▶ **TASK DETAILS**: The lines to copy are those in the listing that hold the word "describe".

---

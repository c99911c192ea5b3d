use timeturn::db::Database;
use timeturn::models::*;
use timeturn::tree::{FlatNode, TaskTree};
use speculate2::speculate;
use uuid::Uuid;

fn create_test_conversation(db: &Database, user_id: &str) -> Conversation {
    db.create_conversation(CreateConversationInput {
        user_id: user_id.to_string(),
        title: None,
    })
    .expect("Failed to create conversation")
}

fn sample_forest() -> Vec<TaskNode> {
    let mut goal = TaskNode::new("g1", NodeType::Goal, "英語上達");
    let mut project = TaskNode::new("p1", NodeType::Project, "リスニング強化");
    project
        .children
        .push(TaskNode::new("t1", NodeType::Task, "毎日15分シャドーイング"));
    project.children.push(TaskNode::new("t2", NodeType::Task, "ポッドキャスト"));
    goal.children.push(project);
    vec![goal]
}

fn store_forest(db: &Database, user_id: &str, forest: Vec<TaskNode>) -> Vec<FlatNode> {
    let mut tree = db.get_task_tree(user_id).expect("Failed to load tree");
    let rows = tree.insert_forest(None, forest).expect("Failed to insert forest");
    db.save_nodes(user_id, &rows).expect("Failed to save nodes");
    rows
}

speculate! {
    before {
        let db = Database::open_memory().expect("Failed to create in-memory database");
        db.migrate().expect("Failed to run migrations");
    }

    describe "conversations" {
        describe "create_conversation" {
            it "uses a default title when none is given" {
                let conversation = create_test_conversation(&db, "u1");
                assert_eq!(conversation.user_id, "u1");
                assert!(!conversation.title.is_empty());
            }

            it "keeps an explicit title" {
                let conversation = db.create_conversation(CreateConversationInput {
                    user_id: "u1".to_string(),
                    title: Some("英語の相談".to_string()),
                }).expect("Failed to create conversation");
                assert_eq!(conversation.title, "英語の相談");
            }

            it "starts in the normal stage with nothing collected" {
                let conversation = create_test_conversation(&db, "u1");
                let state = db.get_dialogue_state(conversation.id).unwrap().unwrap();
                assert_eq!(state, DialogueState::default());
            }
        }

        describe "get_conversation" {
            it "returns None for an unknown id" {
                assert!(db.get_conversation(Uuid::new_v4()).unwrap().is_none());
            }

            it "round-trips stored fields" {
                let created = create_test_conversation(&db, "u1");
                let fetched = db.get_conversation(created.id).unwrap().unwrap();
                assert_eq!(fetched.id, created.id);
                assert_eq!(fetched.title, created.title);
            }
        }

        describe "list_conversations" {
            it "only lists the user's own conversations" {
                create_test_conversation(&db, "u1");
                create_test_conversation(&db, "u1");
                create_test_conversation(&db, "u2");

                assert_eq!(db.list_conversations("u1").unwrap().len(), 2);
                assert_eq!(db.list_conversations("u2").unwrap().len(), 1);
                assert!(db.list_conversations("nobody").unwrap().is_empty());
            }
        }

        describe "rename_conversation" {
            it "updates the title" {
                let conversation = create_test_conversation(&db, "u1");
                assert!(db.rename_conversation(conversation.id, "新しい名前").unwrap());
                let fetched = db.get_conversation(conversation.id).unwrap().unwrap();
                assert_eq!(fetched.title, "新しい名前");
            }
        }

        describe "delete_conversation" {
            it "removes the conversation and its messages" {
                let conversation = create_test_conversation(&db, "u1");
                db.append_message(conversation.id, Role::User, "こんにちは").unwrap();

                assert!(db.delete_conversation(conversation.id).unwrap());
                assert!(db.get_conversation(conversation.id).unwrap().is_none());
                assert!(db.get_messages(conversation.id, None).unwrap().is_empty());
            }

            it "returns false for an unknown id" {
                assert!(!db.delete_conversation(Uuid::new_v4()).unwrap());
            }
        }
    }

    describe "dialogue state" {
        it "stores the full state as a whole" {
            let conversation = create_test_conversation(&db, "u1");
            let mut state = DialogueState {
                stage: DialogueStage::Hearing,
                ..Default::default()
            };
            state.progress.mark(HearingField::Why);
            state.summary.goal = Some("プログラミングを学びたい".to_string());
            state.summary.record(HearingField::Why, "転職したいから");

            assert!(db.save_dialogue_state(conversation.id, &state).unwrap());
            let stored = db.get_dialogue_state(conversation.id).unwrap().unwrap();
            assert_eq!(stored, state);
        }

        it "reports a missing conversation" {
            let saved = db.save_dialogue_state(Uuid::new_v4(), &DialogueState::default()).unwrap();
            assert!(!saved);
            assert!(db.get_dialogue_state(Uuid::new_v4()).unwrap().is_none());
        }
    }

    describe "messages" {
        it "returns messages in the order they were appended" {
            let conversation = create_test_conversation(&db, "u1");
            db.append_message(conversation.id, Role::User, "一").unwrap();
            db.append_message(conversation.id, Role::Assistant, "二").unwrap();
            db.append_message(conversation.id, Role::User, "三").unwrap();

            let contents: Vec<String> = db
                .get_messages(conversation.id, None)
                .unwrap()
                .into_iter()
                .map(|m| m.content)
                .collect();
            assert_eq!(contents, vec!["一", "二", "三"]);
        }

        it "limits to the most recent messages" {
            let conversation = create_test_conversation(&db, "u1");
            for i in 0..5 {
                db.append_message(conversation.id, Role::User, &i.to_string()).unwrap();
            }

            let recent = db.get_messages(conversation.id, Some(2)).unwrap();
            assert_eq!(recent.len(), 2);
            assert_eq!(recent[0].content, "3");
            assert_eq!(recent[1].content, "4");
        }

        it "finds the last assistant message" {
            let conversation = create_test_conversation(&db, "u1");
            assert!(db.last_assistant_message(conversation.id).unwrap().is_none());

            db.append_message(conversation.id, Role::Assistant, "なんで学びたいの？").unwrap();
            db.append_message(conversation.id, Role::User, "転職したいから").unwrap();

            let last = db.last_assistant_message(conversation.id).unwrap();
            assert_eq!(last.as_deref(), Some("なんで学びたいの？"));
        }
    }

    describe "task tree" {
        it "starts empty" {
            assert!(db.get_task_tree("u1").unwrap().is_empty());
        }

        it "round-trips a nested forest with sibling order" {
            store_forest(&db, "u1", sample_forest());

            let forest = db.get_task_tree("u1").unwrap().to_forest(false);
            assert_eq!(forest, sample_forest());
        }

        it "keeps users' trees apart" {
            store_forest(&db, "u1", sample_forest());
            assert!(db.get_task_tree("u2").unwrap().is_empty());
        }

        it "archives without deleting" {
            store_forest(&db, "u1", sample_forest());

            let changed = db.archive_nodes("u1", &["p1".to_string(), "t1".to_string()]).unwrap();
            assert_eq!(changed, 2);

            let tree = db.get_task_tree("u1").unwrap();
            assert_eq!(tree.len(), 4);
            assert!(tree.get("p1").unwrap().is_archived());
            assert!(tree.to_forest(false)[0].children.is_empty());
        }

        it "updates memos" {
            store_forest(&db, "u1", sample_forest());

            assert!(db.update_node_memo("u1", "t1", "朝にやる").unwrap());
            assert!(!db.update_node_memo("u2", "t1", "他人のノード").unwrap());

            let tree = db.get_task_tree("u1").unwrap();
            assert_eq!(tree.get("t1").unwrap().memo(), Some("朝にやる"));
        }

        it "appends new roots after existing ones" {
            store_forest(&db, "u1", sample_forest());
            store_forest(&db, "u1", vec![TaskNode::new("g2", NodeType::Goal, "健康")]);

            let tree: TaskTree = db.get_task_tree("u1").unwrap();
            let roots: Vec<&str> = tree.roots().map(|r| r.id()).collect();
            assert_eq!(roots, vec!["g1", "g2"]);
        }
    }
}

---

▶ **ANSWER TO THIS TASK**:
    describe "conversations" {
        describe "create_conversation" {
        describe "get_conversation" {
        describe "list_conversations" {
        describe "rename_conversation" {
        describe "delete_conversation" {
    describe "dialogue state" {
    describe "messages" {
    describe "task tree" {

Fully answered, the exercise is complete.